How is it spin? It's totally factual. The quote in question clearly states that Pawzk thinks MM crosses becoming less common may not in the best interests of the breed.


----------



## Spicy1_VV (Jun 1, 2007)

Begemot I understand ya


----------



## JohnnyBandit (Sep 19, 2008)

begemot said:


> How is it spin? It's totally factual. The quote in question clearly states that Pawzk thinks MM crosses becoming less common may not in the best interests of the breed.



No its a spin......



begemot said:


> Wow, such brilliant posts from spanielorbust, sassafras, gottaluvmutts, willowy, and others! I haven't been on this forum in a really long time, but happened to come here just in time to find this awesome thread. *It's been a huge pleasure to read.*
> Just to point out one really basic thing (to spicy especially) that I think perhaps hasn't quite sunken in, but that other people have said: there are no totally genetically healthy (free from all recessive problems) individuals. There's no such thing. It's hopelessly naive to think that if you start with outwardly "healthy" dogs, inbreeding is safe. The whole point is that all dogs have bad genetic stuff that will, inevitably, come to the surface if they're inbred. Each generation just increases the odds. "Outcrossing" keeps recessive traits recessive, where they belong.
> 
> Like spanielorbust said,
> ...


You read the thread. Early on, Pawz made a clear statement. 


Pawzk9 said:


> Wrong. *The dam of the dog who won at Westminster is a black tri. Not condoning the practice, but the reason for using a homozygous merle is that if you breed to a solid colored dog, you can get all merles* (if that's important, for some reason) It would make no sense to breed two homozygous merles together, as I don't know anyone who is looking to intentionally breed mismarks. What is possibly most amazing about this whole thing is the misinformation and conclusions that people are jumping to. Much of what has been posted on this thread is just flat misinformation. And not even misinformation from the anti-AKC article.

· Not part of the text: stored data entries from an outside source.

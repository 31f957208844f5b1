pub mod user_repository;

pub use user_repository::UserRepository;
#[cfg(test)]
pub use user_repository::MockUserRepository;
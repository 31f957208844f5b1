pub mod movie;
pub mod score;
pub mod user;
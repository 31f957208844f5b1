pub mod score_repository_impl;

pub use score_repository_impl::ScoreRepositoryImpl;
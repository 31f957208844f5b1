pub mod application;
pub mod domain;
pub mod infrastructure;

// Re-exports for easy external access
pub use application::{MovieDto, MovieForm, MovieService};
pub use domain::{Movie, MovieRepository};
pub use infrastructure::persistence::MovieRepositoryImpl;
pub mod pagination;

pub use pagination::{PaginatedResult, PaginationParams};
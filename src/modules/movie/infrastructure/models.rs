use crate::modules::movie::domain::Movie;
use crate::schema::movies;
use crate::shared::errors::{AppError, AppResult};
use chrono::{DateTime, Utc};
use diesel::prelude::*;
use uuid::Uuid;

// For reading from database
#[derive(Queryable, Selectable, Identifiable, Debug, Clone)]
#[diesel(table_name = movies)]
#[diesel(check_for_backend(diesel::pg::Pg))]
pub struct MovieModel {
    pub id: Uuid,
    pub title: String,
    pub score: f64,
    pub count: i32,
    pub image: Option<String>,
    pub created_at: DateTime<Utc>,
    pub updated_at: DateTime<Utc>,
}

// For inserting new movies
#[derive(Insertable, Debug, Clone)]
#[diesel(table_name = movies)]
pub struct NewMovie {
    pub id: Uuid,
    pub title: String,
    pub score: f64,
    pub count: i32,
    pub image: Option<String>,
    pub created_at: DateTime<Utc>,
    pub updated_at: DateTime<Utc>,
}

// For updating existing movies (excludes id and created_at)
#[derive(AsChangeset, Debug, Clone)]
#[diesel(table_name = movies)]
#[diesel(treat_none_as_null = true)]
pub struct MovieChangeset {
    pub title: String,
    pub score: f64,
    pub count: i32,
    pub image: Option<String>,
    pub updated_at: DateTime<Utc>,
}

impl From<MovieModel> for Movie {
    fn from(model: MovieModel) -> Self {
        Movie {
            id: model.id,
            title: model.title,
            score: model.score,
            count: model.count.max(0) as u32,
            image: model.image,
            created_at: model.created_at,
            updated_at: model.updated_at,
        }
    }
}

/// Stored rating count; the column is a signed 32-bit integer
fn stored_count(movie: &Movie) -> AppResult<i32> {
    i32::try_from(movie.count).map_err(|_| {
        AppError::ValidationError(format!(
            "Rating count {} of movie {} exceeds the storable range",
            movie.count, movie.id
        ))
    })
}

impl TryFrom<&Movie> for NewMovie {
    type Error = AppError;

    fn try_from(movie: &Movie) -> AppResult<Self> {
        Ok(NewMovie {
            id: movie.id,
            title: movie.title.clone(),
            score: movie.score,
            count: stored_count(movie)?,
            image: movie.image.clone(),
            created_at: movie.created_at,
            updated_at: movie.updated_at,
        })
    }
}

impl TryFrom<&Movie> for MovieChangeset {
    type Error = AppError;

    fn try_from(movie: &Movie) -> AppResult<Self> {
        Ok(MovieChangeset {
            title: movie.title.clone(),
            score: movie.score,
            count: stored_count(movie)?,
            image: movie.image.clone(),
            updated_at: movie.updated_at,
        })
    }
}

People seem to be making it up as they go, and not even checking facts, when the dogs in question are readily pictured in a number of places.


That she is not condoning the practice of intentionally trying to produce merles. 



And since you read the thread, you saw at least several references Pawz made to AR and public pressure affecting breeding practices....

And still you say Pawz is speaking in favor of the practice.....

But if you read the entire post....

QUOTE=Pawzk9;1139162]I find this odd coming from someone with a breed where a genetic abnormality (which is also related to tooth loss at an early age) is highly prized. I guess it is different strokes for different folks. And maybe we tend to look at other people's problems without looking that closely in our own back yard. I suppose I have a person investment in that many of the good dogs I've owned through the years have ancestors who were a result of merle to merle breeding (and the current girls have a great great grandparent who WAS a MM (though, coming from a non-flashy line, has only a little more than acceptable white and no hearing or vision deficiencies). I'm not sure that it is irresponsible breeding, but do think it is something that needs to be carefully weighed, and done by people who recognize the risks involved. And won't put affected puppies out with people who aren't equipped to deal with those deficiencies. I don't actually know anyone in Aussies who keeps a MM dog for the purpose of producing merles (but color is just not that big a deal in Aussies, and there's no shortage of merles). I expect that merle to merle crosses will become less common due to public pressure and AR. I'm not sure that's totally in the best interest of the breed.[/QUOTE]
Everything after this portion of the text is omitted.